Sakaryaspor’u sürekli yenilgiler takımı haline getiren ve giydikleri formanın değerini takdirden yoksun oyuncular, “Batan geminin malları” anlayışıyla hareket ederek, yüksek perdeden saz çalmaya kalkıyor…
Onlar bilmiyorlar ki yönetim değişti…
Olmayan paralarla bol keseden dağıtılan rakamlara alıştırılmış futbolcular, emekleme devresinden önce parayı koyarlarsa önlerine daha işin başında, davayı kaybetmiş olurlar şimdiden...
Sakaryaspor, tarihinin en buhranlı günlerini yaşıyor.
Yeşil siyahlı forma, ülke genelinde bir vitrindir.
Takımın hali belli, imkanları son derece kısıtlı…
Bu durumda yönetimin takdir ettiği parayı beğenmeyen bir oyuncunun Sakaryaspor’a faydalı olma gibi bir lüksü olamaz…
Başkan Selahattin Aydın, doğru olanı yapıyor.
Sakaryaspor’da klas oyuncu yok.
Çok az farklarla birbirinden ayrılan altyapı özellikli oyuncular, geleceklerini riske sokacak maceralara açılıyorlar, etrafın dolduruşuna gelerek…
Oysa Sakaryasporlu olmak onlar için paradan da kıymetli ve önemli olmalı…
Bu durumu anlatacak ve geleceğini yönlendirecek babalar ve menajerler de, üç kuruşluk menfaat için çocukların istikballeri ile oynuyorlar.
Kamptan para yüzünden ayrılan futbolculara acıyorum…
Örnekleri saymakla bitmez oyuncular dururken önlerinde ayrılıp giden, nasıl böyle bir hataya düşerler, anlamak mümkün değil…
Selahattin Aydın’ın bu kararlı ve de isabetli politikasını, sonuna kadar desteklediğimin altını önemli çizmek isterim.
Bu nedenle Aydın ve ekibine, kolaylıklar dileğiyle “Laleler” gönderelim istedik Bizim Bahçe’den…
ÖLÜMLE DALGA GEÇEN ADAM
Babası rahmetli Sait Tanış’ın Arifiye’deki çiftliklerinde yaptığı bir binayı, belediyeye kaçak diye şikayet edecek kadar doğrucu Davut’tur Şadi Tanış…

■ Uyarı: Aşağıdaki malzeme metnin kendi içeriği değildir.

//! Payment confirmation events as delivered by the external notifier.
//!
//! Authenticity is checked at the boundary before an event reaches the
//! engine. Delivery is at-least-once, so the same session may show up
//! several times.

use serde::{Deserialize, Serialize};

use crate::{PlanId, SessionId};

/// Event type that triggers provisioning.
pub const PURCHASE_CONFIRMED: &str = "purchase.confirmed";

/// A verified payment notification
#[derive(Debug, Clone, PartialEq, Eq, Serialize, Deserialize)]
pub struct PaymentEvent {
    #[serde(rename = "type")]
    pub kind: String,

    #[serde(rename = "sessionId")]
    pub session_id: SessionId,

    #[serde(rename = "resolvedPlanId")]
    pub resolved_plan_id: PlanId,
}

impl PaymentEvent {
    pub fn purchase_confirmed(session_id: SessionId, plan: PlanId) -> Self {
        Self {
            kind: PURCHASE_CONFIRMED.to_string(),
            session_id,
            resolved_plan_id: plan,
        }
    }

    pub fn is_purchase_confirmed(&self) -> bool {
        self.kind == PURCHASE_CONFIRMED
    }
}

#[cfg(test)]
mod tests {
    use super::*;

    #[test]
    fn test_wire_format() {
        let event: PaymentEvent = serde_json::from_str(
            r#"{"type":"purchase.confirmed","sessionId":"cs_1","resolvedPlanId":"planB"}"#,
        )
        .unwrap();
        assert!(event.is_purchase_confirmed());
        assert_eq!(event.session_id.as_str(), "cs_1");
        assert_eq!(event.resolved_plan_id.as_str(), "planB");
    }

    #[test]
    fn test_other_event_types() {
        let event: PaymentEvent = serde_json::from_str(
            r#"{"type":"invoice.paid","sessionId":"cs_1","resolvedPlanId":"planB"}"#,
        )
        .unwrap();
        assert!(!event.is_purchase_confirmed());
    }
}
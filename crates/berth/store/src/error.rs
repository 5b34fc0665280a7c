//! Error types for berth-store.

use berth_pool::PoolError;
use berth_types::{FleetStatus, RecordId, SessionId};
use thiserror::Error;

/// Errors raised by fleet repository operations.
#[derive(Debug, Error)]
pub enum StoreError {
    /// No such record or allocation.
    #[error("not found: {0}")]
    NotFound(String),

    /// An allocation with this session id already exists.
    #[error("session already exists: {0}")]
    SessionExists(SessionId),

    /// The allocation was already promoted into a record.
    #[error("allocation {session} already consumed by {record_id}")]
    AlreadyConsumed {
        session: SessionId,
        record_id: RecordId,
    },

    /// The allocation failed or expired and can no longer be promoted.
    #[error("allocation {session} is closed ({state})")]
    AllocationClosed { session: SessionId, state: String },

    /// Compare-and-set on a record's status lost against a concurrent change.
    #[error("status conflict on {record_id}: expected {expected}, found {actual}")]
    StatusConflict {
        record_id: RecordId,
        expected: FleetStatus,
        actual: FleetStatus,
    },

    /// Operation not legal for the current state.
    #[error("invalid state: {0}")]
    InvalidState(String),

    /// Uniqueness constraint would be violated.
    #[error("conflict: {0}")]
    Conflict(String),

    /// Identity pool refused the operation.
    #[error("pool error: {0}")]
    Pool(#[from] PoolError),

    /// Another transaction committed first; safe to retry.
    #[error("write conflict: {0}")]
    WriteConflict(String),

    /// Retries exhausted.
    #[error("transaction {op} aborted after {attempts} attempts")]
    TransactionAborted { op: &'static str, attempts: u32 },

    /// Connection error.
    #[error("connection error: {0}")]
    Connection(String),

    /// Query error.
    #[error("query error: {0}")]
    Query(String),

    /// Stored data could not be decoded.
    #[error("invalid data: {0}")]
    InvalidData(String),
}

impl StoreError {
    pub fn is_exhausted(&self) -> bool {
        matches!(self, StoreError::Pool(PoolError::Exhausted { .. }))
    }
}

/// Result type for store operations.
pub type StoreResult<T> = std::result::Result<T, StoreError>;
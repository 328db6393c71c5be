mod config;
mod error;
mod routes;
mod storage;

use axum::{
    Router,
    extract::FromRef,
    routing::{get, post},
};
use tower_http::trace::TraceLayer;
use watcharr_core::{CredentialHasher, TokenIssuer};

use config::ServerConfig;
use storage::Db;

/// Application state shared across all handlers.
#[derive(Clone)]
pub struct AppState {
    pub db: Db,
    pub hasher: CredentialHasher,
    pub issuer: TokenIssuer,
}

impl FromRef<AppState> for TokenIssuer {
    fn from_ref(state: &AppState) -> Self {
        state.issuer.clone()
    }
}

fn app(state: AppState) -> Router {
    let api = Router::new()
        .route("/health", get(routes::health::health))
        .route("/auth/register", post(routes::auth::register))
        .route("/auth/login", post(routes::auth::login))
        .route("/auth/verify", get(routes::auth::verify));

    Router::new()
        .nest("/api", api)
        .layer(TraceLayer::new_for_http())
        .with_state(state)
}

#[tokio::main]
async fn main() -> anyhow::Result<()> {
    // Initialize tracing
    tracing_subscriber::fmt()
        .with_env_filter(
            tracing_subscriber::EnvFilter::try_from_default_env()
                .unwrap_or_else(|_| "watcharr_server=info,tower_http=info".into()),
        )
        .init();

    tracing::info!("watcharr starting");

    match config::load_dotenv() {
        Some(path) => tracing::info!("loaded environment from {}", path.display()),
        None => tracing::info!("no .env file found, using process environment"),
    }

    // A missing JWT_SECRET aborts startup before anything is served.
    let config = ServerConfig::from_env()
        .inspect_err(|e| tracing::error!("invalid configuration: {e:#}"))?;

    tracing::info!("data directory: {}", config.data_dir.display());
    let db = storage::init_db(&config.data_dir)?;
    tracing::info!("database initialized");

    let p = &config.hash_params;
    tracing::info!(
        memory_kib = p.memory_kib,
        iterations = p.iterations,
        parallelism = p.parallelism,
        "password hashing parameters"
    );

    let state = AppState {
        db,
        hasher: CredentialHasher::new(config.hash_params),
        issuer: TokenIssuer::new(config.jwt_secret.clone()),
    };

    let addr = format!("{}:{}", config.host, config.port);
    tracing::info!("listening on {addr}");
    let listener = tokio::net::TcpListener::bind(&addr).await?;
    axum::serve(listener, app(state)).await?;

    Ok(())
}
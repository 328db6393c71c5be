//! Registration / login workflow — framework-agnostic pure functions.
//!
//! Handlers supply an [`AccountStore`], the configured [`CredentialHasher`]
//! and the process [`TokenIssuer`]. Everything here is synchronous and
//! CPU-bound (password hashing); async callers should run it on a blocking
//! thread.

use watcharr_core::{
    CredentialHasher, EncodedCredential, SessionClaims, TokenIssuer, credential,
};

use crate::{AuthRequest, AuthResponse, ServiceError};

/// Longest accepted username, in characters.
pub const MAX_USERNAME_CHARS: usize = 64;

/// Longest accepted password, in bytes. Bounds the work done per hash.
pub const MAX_PASSWORD_BYTES: usize = 1024;

// ─── Account store ──────────────────────────────────────────────────────────

/// A persisted account as read back for login.
#[derive(Debug, Clone)]
pub struct StoredUser {
    pub id: u64,
    pub username: String,
    pub password: EncodedCredential,
}

#[derive(Debug, thiserror::Error)]
pub enum StoreError {
    #[error("username already exists")]
    UsernameTaken,
    #[error("account store error: {0}")]
    Backend(String),
}

/// Persistence used by [`register`] and [`login`].
///
/// Implementations report a uniqueness violation on username as
/// [`StoreError::UsernameTaken`], never as a backend message.
pub trait AccountStore {
    /// Insert a user and return the new id.
    fn insert_user(&self, username: &str, password: &EncodedCredential) -> Result<u64, StoreError>;

    fn find_user(&self, username: &str) -> Result<Option<StoredUser>, StoreError>;
}

// ─── Validation ─────────────────────────────────────────────────────────────

/// Validate and normalize a username. Returns the trimmed username.
pub fn validate_username(username: &str) -> Result<String, ServiceError> {
    let trimmed = username.trim();
    let chars = trimmed.chars().count();
    if chars == 0 || chars > MAX_USERNAME_CHARS {
        return Err(ServiceError::BadRequest(format!(
            "username must be 1-{MAX_USERNAME_CHARS} characters"
        )));
    }
    Ok(trimmed.to_string())
}

pub fn validate_password(password: &str) -> Result<(), ServiceError> {
    if password.is_empty() {
        return Err(ServiceError::BadRequest("password is required".into()));
    }
    if password.len() > MAX_PASSWORD_BYTES {
        return Err(ServiceError::BadRequest(format!(
            "password must be at most {MAX_PASSWORD_BYTES} bytes"
        )));
    }
    Ok(())
}

// ─── Workflow ───────────────────────────────────────────────────────────────

fn incorrect_details() -> ServiceError {
    ServiceError::Unauthorized("incorrect details".into())
}

fn issue_token(
    issuer: &TokenIssuer,
    user_id: u64,
    username: String,
) -> Result<AuthResponse, ServiceError> {
    let claims = SessionClaims { user_id, username };
    let token = issuer.sign(&claims).map_err(|e| {
        tracing::error!(user_id, "failed to sign session token: {e}");
        ServiceError::Internal("failed to get auth token".into())
    })?;
    Ok(AuthResponse { token })
}

/// Create an account and return a session token for it.
pub fn register<S: AccountStore + ?Sized>(
    store: &S,
    hasher: &CredentialHasher,
    issuer: &TokenIssuer,
    req: &AuthRequest,
) -> Result<AuthResponse, ServiceError> {
    let username = validate_username(&req.username)?;
    validate_password(&req.password)?;
    tracing::info!(%username, "registering user");

    let password = hasher.hash(&req.password).map_err(|e| {
        tracing::error!(kind = ?e.kind(), "failed to hash password: {e}");
        ServiceError::Internal("failed to register".into())
    })?;

    let user_id = match store.insert_user(&username, &password) {
        Ok(id) => id,
        Err(StoreError::UsernameTaken) => {
            return Err(ServiceError::Conflict("User already exists".into()));
        }
        Err(e) => return Err(ServiceError::from_db("insert user")(e)),
    };

    if user_id == 0 {
        tracing::error!(%username, "store returned no id after insert");
        return Err(ServiceError::Internal(
            "failed to get user id, try login".into(),
        ));
    }

    issue_token(issuer, user_id, username)
}

/// Check credentials and return a session token.
///
/// Unknown usernames and wrong passwords produce the same error, and the
/// unknown-user path still spends one hash so the two take similar time.
pub fn login<S: AccountStore + ?Sized>(
    store: &S,
    hasher: &CredentialHasher,
    issuer: &TokenIssuer,
    req: &AuthRequest,
) -> Result<AuthResponse, ServiceError> {
    let username = req.username.trim();
    let Some(user) = store
        .find_user(username)
        .map_err(ServiceError::from_db("find user"))?
    else {
        let _ = hasher.hash(&req.password);
        tracing::info!(%username, "login rejected: unknown user");
        return Err(incorrect_details());
    };

    let matched = credential::verify(&req.password, &user.password).map_err(|e| {
        tracing::error!(user_id = user.id, kind = ?e.kind(), "stored credential unusable: {e}");
        ServiceError::Internal("failed to login".into())
    })?;
    if !matched {
        tracing::info!(user_id = user.id, "login rejected: wrong password");
        return Err(incorrect_details());
    }

    issue_token(issuer, user.id, user.username)
}

/// Resolve an `Authorization` header value into session claims.
///
/// Accepts `Bearer <token>` or the bare token.
pub fn authenticate(
    issuer: &TokenIssuer,
    authorization: Option<&str>,
) -> Result<SessionClaims, ServiceError> {
    let raw = authorization
        .map(str::trim)
        .filter(|v| !v.is_empty())
        .ok_or_else(|| ServiceError::Unauthorized("missing Authorization header".into()))?;
    let token = raw.strip_prefix("Bearer ").unwrap_or(raw).trim();

    issuer.verify(token).map_err(|e| {
        tracing::debug!(kind = ?e.kind(), "rejected session token: {e}");
        ServiceError::Unauthorized("invalid token".into())
    })
}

Dindar camianın aykırı çocuğu sözünü dudaktan, gözünü budaktan sakınmaz…
Sadece bu kadar değildir onu farklı kılan özellikleri…
İri göbeğine bakmaz, 400’lerde dolaşan şekerine aldırmaz, tıkalı kalbini sorun etmez…
Perhiz uğramaz semtine…
Ayırmaz hiç, sofraya oturunca tatlıyı tuzludan…
Sigara emzik gibidir onun için…
İster sevinsin, ister üzülsün; hep o durakta iner…
Seriye bağlar dumanı tüttürmeyi, zaman olur…
Ne doktor dinler, ne arkadaş…
Bildiğini okumaya bayılır.
“Nasıl olsa, öleceğiz günün birinde” anlayışıyla hareket eder…
Bir anlamda “ölümle dalga geçen adam” gibidir…
Sadece değerli eşi değil, dostları da seferber olur sağlığı adına…
Hoyratça kullanmış vücudunu…
Bunu biz değil, doktorları söylüyor ama o yine de aldırış etmiyor…
Nihayet ikna oldu ki, anjiyodan geçti…
Ve karar verildi: By-pass…
Sadece ölümle değil, ameliyatla da dalga geçer bir hali var.
Yine espri, yine kahkaha…
Zannımca onu ayakta tutan en büyük doktor da bu anlayış…
Çark Divan onsuz olmaz…
Dileğim çabuk ameliyat olup, ayağa kalkmasından yana…
Bu duygularla dün Sakarya Eğitim ve Araştırma Hastanesi’nde anjiyo olan Şadi Tanış’a acil şifalar dileğiyle Bizim Bahçe’den “Beyaz güller” gitsin istedik.